I shall not scream, she thought and clung to the sheets for dear life. No matter what he does, I shall not scream. She'd heard tales from her serving girls of men who liked their wives bruised and bloody and she'd pitied them and been duly grateful that her own betrothed was said to be so meek. Well if this was what was needed to uphold the great alliance - then so be it. She could bear it.
"This," he repeated dramatically, his face an inch from hers.
She shut her eyes and heard an yelp.
It didn't hurt at all, she thought and wondered why he'd yelped. She opened her eyes and saw him massaging his fingers.
"I hate blood," he said childishly. He chuckled when she blinked at him and then at the blood spatters on the sheets. "You should have seen me when I was a child and new to swords-"
She looked at his fingers and then the sheets and then burst out, "But that's dishonest! It's-it's-" she spluttered, unable to think of anything appropriate to the enormity of what he'd done. She'd have preferred it if he'd beaten her bloody.

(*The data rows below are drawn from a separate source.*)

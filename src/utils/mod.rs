// Gateway module for utils - follows the Train Station Pattern
// All external access must go through this gateway

// Private submodules - not directly accessible from outside
mod errors;
mod logger;

// Public re-exports - the ONLY way to access utils functionality
pub use errors::JuristError;
pub use logger::init_logger;
/// Constants module to avoid magic numbers in the codebase

// Responder Configuration
pub const DEFAULT_RESPONDER_URL: &str = "http://localhost:4000";
pub const DEFAULT_RESPONDER_MODEL: &str = "openai/gpt-4o-mini";
pub const DEFAULT_API_KEY_ENV: &str = "JURIST_API_KEY";
pub const DEFAULT_TEMPERATURE: f32 = 0.2;
pub const DEFAULT_MAX_TOKENS: usize = 2048;
pub const HTTP_REQUEST_TIMEOUT_SECS: u64 = 600; // 10 minutes for long constitutional answers
pub const HEALTH_CHECK_TIMEOUT_SECS: u64 = 3;

// Document Source
pub const DEFAULT_DATA_DIR: &str = "data";

// Config
pub const CONFIG_DIR_NAME: &str = "jurist";
pub const LOCAL_CONFIG_PATH: &str = ".jurist/config.toml";
pub const ENV_PREFIX: &str = "JURIST_";

// Presentation
pub const DISCLAIMER: &str = "This is a prototype. Always consult a qualified human lawyer.";
pub const SHOW_CONSTITUTION_HINT: &str =
    "Ask 'show constitution' to view the loaded constitutional text.";

/// Fixed instruction payload that opens every seeded conversation
pub const SYSTEM_PROMPT: &str = "You are an AI legal information assistant. \
You help people understand the constitution of the jurisdiction they have selected. \
The full constitutional text is provided in the next system message; ground every answer in it \
and cite the relevant articles by number. \
If the text does not address a question, say so plainly instead of guessing, and do not draw on \
the law of other jurisdictions unless the user asks for a comparison. \
You are not a lawyer and your answers are not legal advice; remind the user to consult a qualified \
lawyer before acting on anything you say. \
When the user asks to \"show constitution\", reproduce the provided constitutional text verbatim.";

/// First line of the seeded jurisdiction message
pub fn constitution_header(jurisdiction_id: &str) -> String {
    format!("--- CONSTITUTION OF {} ---", jurisdiction_id.to_uppercase())
}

It's unconsummated! she thought hopelessly. But people will say- and what if he never consummates it? They'll want a child and oh lord, what shall I do?
"It's less than five minutes' work," he said cheerfully. "And I really am tired, my lady." He slipped in beside her, grateful that the bed was so large. He would have not liked to awaken with her under him. That would be even more awkward than a private chat with his mother. "Good night, my lady, and sweet dreams."
I hope you have nightmares, she thought resentfully as he drew the curtains around their four-poster bed. A nightmare with... blood since you hate it so. A sea of blood. And swords. Sharp, pointy ones wielded by virgins.